Case in point: the everyday challenge Idaho parents face in securing child care.
It’s expensive. According to the Economic Policy Institute, Idaho parents can pay more for child care than they spend on housing — or can expect to pay for college tuition. On average, it costs $9,630 a year to care for an infant. Throw in the cost of child care for a 4-year-old at $8,117.
If the definition of affordable child care is 7% of a family’s income, then only 26.9% of Idaho’s families can afford child care.
And that’s if you can find it. During the COVID-19 pandemic, more than 200 Idaho child care centers closed their doors, expanding a child care desert that affected half of Idaho families before the pandemic began. Even as the economy recovered, child care operators faced a bind. They found it difficult competing for labor in a tight market. But if they raised their rates to compensate for higher wages, operators might price themselves beyond the means of Idaho families. In a state with a shortage of workers, the last thing you want is a family with a parent who can’t afford to work outside the home.
One obvious solution might be public investment. When lawmakers passed through $15 million in federal funds for the Idaho Child Care Expansion Grants in 2022, they helped fund 20 total child care businesses and expanded child care slots by 2,000.
This year, however, lawmakers have focused on tax cuts:
-- A $253 million income tax break that delivers most of the benefits to the wealthiest families.
-- A $50 million tax credit that will help families already rich enough to afford private schooling.
-- A $100 million property tax package that would be unnecessary if House Speaker Mike Moyle, R-Star, would simply agree to update the Homestead Exemption for nearly a decade’s inflation, thereby reversing the tax shift that gave commercial property owners a windfall at the expense of ordinary homeowners.
-- A $50 million increase in the sales tax grocery credit, something that falls short of repealing the most regressive of taxes — a 6% tax on all food purchases.
So that leaves virtually nothing to invest in child care.
Not that Idaho’s repuation on that score is exemplary.
By the time the Gem State opted to begin licensing child care facilites in 1987, it was among the last — if not the last — of the states to do so.
It has resisted spending money on early childhood education, even to the point of refusing available federal dollars.
According to Child Care Aware of America, Idaho’s oversight of child care operations is ranked dead last — 52nd when you include the Defense Department and the District of Columbia.
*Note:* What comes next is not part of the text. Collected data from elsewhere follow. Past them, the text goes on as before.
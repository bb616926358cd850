//! Typed entry points for every operation in the catalogue.
//!
//! An [`Engine`] carries the evaluation settings and the comparator used by
//! reductions. It holds no mutable state and can be shared across threads.

use std::sync::Arc;

use tracing::debug;

use crate::broadcast::zip_binary;
use crate::error::{EvalError, EvalResult};
use crate::kernels;
use crate::map::map_unary;
use crate::reduce::{fold_extreme, reduce};
use crate::settings::EvalSettings;
use crate::shape::classify;
use crate::traits::{Reversed, Smaller};
use crate::value::{Range, Value};

#[derive(Clone)]
pub struct Engine {
    settings: EvalSettings,
    smaller: Arc<dyn Smaller>,
}

impl Default for Engine {
    fn default() -> Self {
        Self::new(EvalSettings::default())
    }
}

impl std::fmt::Debug for Engine {
    fn fmt(&self, f: &mut std::fmt::Formatter<'_>) -> std::fmt::Result {
        f.debug_struct("Engine")
            .field("settings", &self.settings)
            .finish_non_exhaustive()
    }
}

impl Engine {
    pub fn new(settings: EvalSettings) -> Self {
        let smaller = settings.comparator();
        Self { settings, smaller }
    }

    /// Use a caller-supplied comparator instead of the one `settings` selects.
    pub fn with_comparator(settings: EvalSettings, smaller: Arc<dyn Smaller>) -> Self {
        Self { settings, smaller }
    }

    pub fn settings(&self) -> &EvalSettings {
        &self.settings
    }

    /// Build a range honoring `inclusive_ranges`.
    pub fn range(&self, start: f64, step: f64, stop: f64) -> EvalResult<Value> {
        Range::with_bounds(start, step, stop, self.settings.inclusive_ranges).map(Value::Range)
    }

    pub fn atan(&self, x: &Value) -> EvalResult<Value> {
        map_unary(x, "atan", kernels::atan)
    }

    pub fn tan(&self, x: &Value) -> EvalResult<Value> {
        map_unary(x, "tan", kernels::tan)
    }

    /// Elementwise `a / b`.
    pub fn edivide(&self, a: &Value, b: &Value) -> EvalResult<Value> {
        zip_binary(a, b, "edivide", kernels::divide)
    }

    /// Elementwise `a * b`.
    pub fn emultiply(&self, a: &Value, b: &Value) -> EvalResult<Value> {
        zip_binary(a, b, "emultiply", kernels::multiply)
    }

    /// Minimum of one container: a scalar for vectors, one entry per column for matrices.
    pub fn min(&self, container: &Value) -> EvalResult<Value> {
        reduce(container, "min", self.smaller.as_ref())
    }

    /// Minimum of one or more scalars.
    pub fn min_of(&self, scalars: &[Value]) -> EvalResult<Value> {
        self.extreme_of(scalars, "min", self.smaller.as_ref())
    }

    pub fn max(&self, container: &Value) -> EvalResult<Value> {
        reduce(container, "max", &Reversed(self.smaller.as_ref()))
    }

    pub fn max_of(&self, scalars: &[Value]) -> EvalResult<Value> {
        self.extreme_of(scalars, "max", &Reversed(self.smaller.as_ref()))
    }

    /// Dimensions of a value as a sequence; empty for scalars.
    pub fn size(&self, x: &Value) -> EvalResult<Value> {
        let classified = classify(x, "size")?;
        let dims = classified.shape.dims().iter().map(|&d| Value::Real(d as f64)).collect();
        Ok(Value::Sequence(dims))
    }

    fn extreme_of(&self, scalars: &[Value], function: &'static str, smaller: &dyn Smaller) -> EvalResult<Value> {
        for value in scalars {
            if classify(value, function)?.kind.is_container() {
                return Err(EvalError::Arity {
                    function,
                    expected: "1 matrix or multiple scalars".to_string(),
                    actual: scalars.len(),
                });
            }
        }
        debug!(function, count = scalars.len(), "folding scalar arguments");
        fold_extreme(scalars.iter(), smaller, function)?.ok_or_else(|| EvalError::Arity {
            function,
            expected: "one or more".to_string(),
            actual: 0,
        })
    }
}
The state of Washington ranks third. Utah is 16th. Nevada comes in at 29th. Oregon is ranked 32nd. Montana is 38th. Wyoming is 46th.
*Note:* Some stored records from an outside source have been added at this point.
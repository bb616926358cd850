//! The `numeval_core` crate evaluates numeric functions over scalars and
//! containers through one uniform dispatch path.
//!
//! Key components:
//! - **Values**: `Value` (real, complex, unit, sequence, matrix, range, opaque) and its shape.
//! - **Kernels**: scalar `atan`, `tan`, division and multiplication.
//! - **Dispatch**: elementwise mapping, binary broadcasting and comparator-driven reductions.
//! - **Engine**: typed entry points plus a name-based catalogue with arity checks.
pub mod broadcast;
pub mod engine;
pub mod error;
pub mod functions;
pub mod kernels;
pub mod map;
pub mod order;
pub mod reduce;
pub mod settings;
pub mod shape;
pub mod traits;
pub mod value;

pub use engine::Engine;
pub use error::{EvalError, EvalResult};
pub use settings::{ComplexOrder, EvalSettings};
pub use value::{Matrix, Quantity, Range, Value};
One huge reason for Idaho’s abysmal scores is how it crams more young children into child care centers. Only Georgia and New Mexico match the Gem State for the highest child-to-staff ratios.
For instance, Idaho allows one adult staffer to care for up to six infants or eight toddlers.
And what was Rep. Rod Furniss’ solution?
The Rigby Republican proposed removing the ratios entirely. As long as a provider was “within sight or normal hearing range of the child and near enough to render immediate assistance,” it was all right with him. That way, more children could fill existing child care centers — and more operators might be encouraged to get into the business.
It was all right with the 54 House members who voted for it, too. Among them were Reps. Kyle Harris, R-Lewiston, Brandon Mitchell, R-Moscow, and Charlie Shepherd, R-Pollock.
A substitute filling in for Rep. Lori McCann, R-Lewiston, was among 15 House members who voted no.
By the time it got to the Senate, however, the idea of removing all staffing limits stalled. So, an amended version merely weakens the most lenient staffing ratios in the country:
-- The standard remains six infants per adult.
-- The new law would allow nine toddlers per adult, up from the current limit of eight.
-- The limit would rise to 13 preschoolers from 12 per adult.
It gets worse. As Idaho Education News noted, the Legislature would preempt those dozen Idaho communities that have decided to impose more stringent standards. Among them is Moscow, where there’s a limit of three children younger than 1 year old to each adult and no more than six children ages 1 to 3 years old to each staffer.
Whatever you want to say about this, it’s fairly clear what matters to Idaho lawmakers.
Keeping Idaho children safe is not one of their priorities. — M.T.